▶ _Work instructions_
Lines of the listing that contain "SridPolicy" need to be copied.

---

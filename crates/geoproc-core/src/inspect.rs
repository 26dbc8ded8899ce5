//! Relation metadata inspection: geometry types and SRIDs.

use std::collections::BTreeSet;

use tracing::{instrument, warn};

use crate::{
    config::SridPolicy,
    engine::Value,
    error::{ProcessorError, Result},
    geometry::{convert_st_to_type, singlepart},
    invariant::{require_same_srid, require_single_geometry_type},
    SpatialProcessor,
};

impl SpatialProcessor {
    /// Distinct geometry types of `relation`, normalized with multipart
    /// prefixes preserved (`ST_MultiPolygon` → `MultiPolygon`).
    #[instrument(skip(self))]
    pub async fn geometry_types(&self, relation: &str) -> Result<BTreeSet<String>> {
        let rows = self
            .run_template(
                "select_distinct_geometry_type",
                &[self.schema(), relation.into()],
            )
            .await?;

        rows.flatten()
            .filter(|value| !value.is_null())
            .map(|value| match value {
                Value::Text(native) => convert_st_to_type(&native, true),
                other => Err(ProcessorError::UnexpectedRow(format!(
                    "geometry type of '{relation}' is not text: {other:?}"
                ))),
            })
            .collect()
    }

    /// SRID of `relation`. Several distinct SRIDs are resolved according to
    /// the configured [`SridPolicy`].
    #[instrument(skip(self))]
    pub async fn srid(&self, relation: &str) -> Result<i32> {
        let rows = self
            .run_template("select_srid", &[self.schema(), relation.into()])
            .await?;

        let srids = rows
            .flatten()
            .filter(|value| !value.is_null())
            .map(|value| {
                value
                    .as_i64()
                    .and_then(|srid| i32::try_from(srid).ok())
                    .ok_or_else(|| {
                        ProcessorError::UnexpectedRow(format!(
                            "SRID of '{relation}' is not an integer: {value:?}"
                        ))
                    })
            })
            .collect::<Result<Vec<i32>>>()?;

        match (srids.as_slice(), self.config().srid_policy) {
            ([], _) => Err(ProcessorError::MissingSrid(relation.to_owned())),
            ([only], _) => Ok(*only),
            ([first, ..], SridPolicy::FirstFound) => {
                warn!(
                    relation,
                    ?srids,
                    srid = first,
                    "relation holds several SRIDs; using the first"
                );
                Ok(*first)
            }
            (_, SridPolicy::Strict) => Err(ProcessorError::MixedSrid {
                relation: relation.to_owned(),
                srids: srids.to_vec(),
            }),
        }
    }

    pub async fn same_srid(&self, relation_a: &str, relation_b: &str) -> Result<bool> {
        Ok(self.srid(relation_a).await? == self.srid(relation_b).await?)
    }

    /// Fails with [`ProcessorError::SridMismatch`] unless both relations
    /// share one SRID, which is returned.
    pub(crate) async fn shared_srid(&self, relation_a: &str, relation_b: &str) -> Result<i32> {
        let srid_a = self.srid(relation_a).await?;
        let srid_b = self.srid(relation_b).await?;
        require_same_srid(relation_a, srid_a, relation_b, srid_b)?;
        Ok(srid_a)
    }

    /// The single generic geometry type of `relation`; multipart types are
    /// collapsed to their singlepart kind when `allow_multi` is false.
    pub async fn map_geometry_type(&self, relation: &str, allow_multi: bool) -> Result<String> {
        let types = self.geometry_types(relation).await?;
        let single = require_single_geometry_type(&types)?;
        if allow_multi {
            Ok(single)
        } else {
            Ok(singlepart(&single).to_owned())
        }
    }

    #[instrument(skip(self))]
    pub async fn relation_exists(&self, relation: &str) -> Result<bool> {
        let rows = self
            .run_template("select_relation_exists", &[self.schema(), relation.into()])
            .await?;
        rows.first_value()
            .and_then(Value::as_bool)
            .ok_or_else(|| {
                ProcessorError::UnexpectedRow(format!(
                    "existence check for '{relation}' returned no boolean"
                ))
            })
    }
}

---

▶ _Solved exercise_
    config::SridPolicy,
    /// the configured [`SridPolicy`].
            ([first, ..], SridPolicy::FirstFound) => {
            (_, SridPolicy::Strict) => Err(ProcessorError::MixedSrid {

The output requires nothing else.